*Exercise data:*
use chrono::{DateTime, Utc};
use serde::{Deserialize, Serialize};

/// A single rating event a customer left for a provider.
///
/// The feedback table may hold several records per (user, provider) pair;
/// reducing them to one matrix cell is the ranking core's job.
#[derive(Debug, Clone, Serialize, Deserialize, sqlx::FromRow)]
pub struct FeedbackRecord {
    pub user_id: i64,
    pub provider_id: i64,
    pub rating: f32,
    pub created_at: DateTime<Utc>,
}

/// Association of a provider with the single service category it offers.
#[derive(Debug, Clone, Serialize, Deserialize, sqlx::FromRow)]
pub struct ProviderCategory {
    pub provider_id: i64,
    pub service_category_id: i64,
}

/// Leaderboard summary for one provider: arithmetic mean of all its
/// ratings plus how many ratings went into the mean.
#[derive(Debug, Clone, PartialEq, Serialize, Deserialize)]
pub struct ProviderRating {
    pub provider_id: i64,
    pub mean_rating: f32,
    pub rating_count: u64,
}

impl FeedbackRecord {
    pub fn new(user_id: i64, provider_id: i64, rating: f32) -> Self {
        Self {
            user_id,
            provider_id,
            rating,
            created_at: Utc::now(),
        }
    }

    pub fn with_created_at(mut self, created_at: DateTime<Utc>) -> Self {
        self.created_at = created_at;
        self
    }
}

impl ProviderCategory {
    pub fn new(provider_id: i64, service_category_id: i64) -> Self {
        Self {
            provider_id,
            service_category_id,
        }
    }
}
==
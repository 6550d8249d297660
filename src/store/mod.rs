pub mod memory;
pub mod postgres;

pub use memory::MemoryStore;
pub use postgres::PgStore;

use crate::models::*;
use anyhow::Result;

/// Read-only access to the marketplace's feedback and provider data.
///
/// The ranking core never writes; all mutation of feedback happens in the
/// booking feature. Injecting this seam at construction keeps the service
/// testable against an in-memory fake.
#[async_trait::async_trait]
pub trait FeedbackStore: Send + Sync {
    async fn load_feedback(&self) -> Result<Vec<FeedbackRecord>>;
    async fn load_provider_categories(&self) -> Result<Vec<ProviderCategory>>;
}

*Work required:* What are the lines above, starting at the one with "pub mod memory;" and ending at the one with "pub trait FeedbackStore: Send"? Give them again exactly, and only them.

*Result of the task:*
pub mod memory;
pub mod postgres;

pub use memory::MemoryStore;
pub use postgres::PgStore;

use crate::models::*;
use anyhow::Result;

/// Read-only access to the marketplace's feedback and provider data.
///
/// The ranking core never writes; all mutation of feedback happens in the
/// booking feature. Injecting this seam at construction keeps the service
/// testable against an in-memory fake.
#[async_trait::async_trait]
pub trait FeedbackStore: Send + Sync {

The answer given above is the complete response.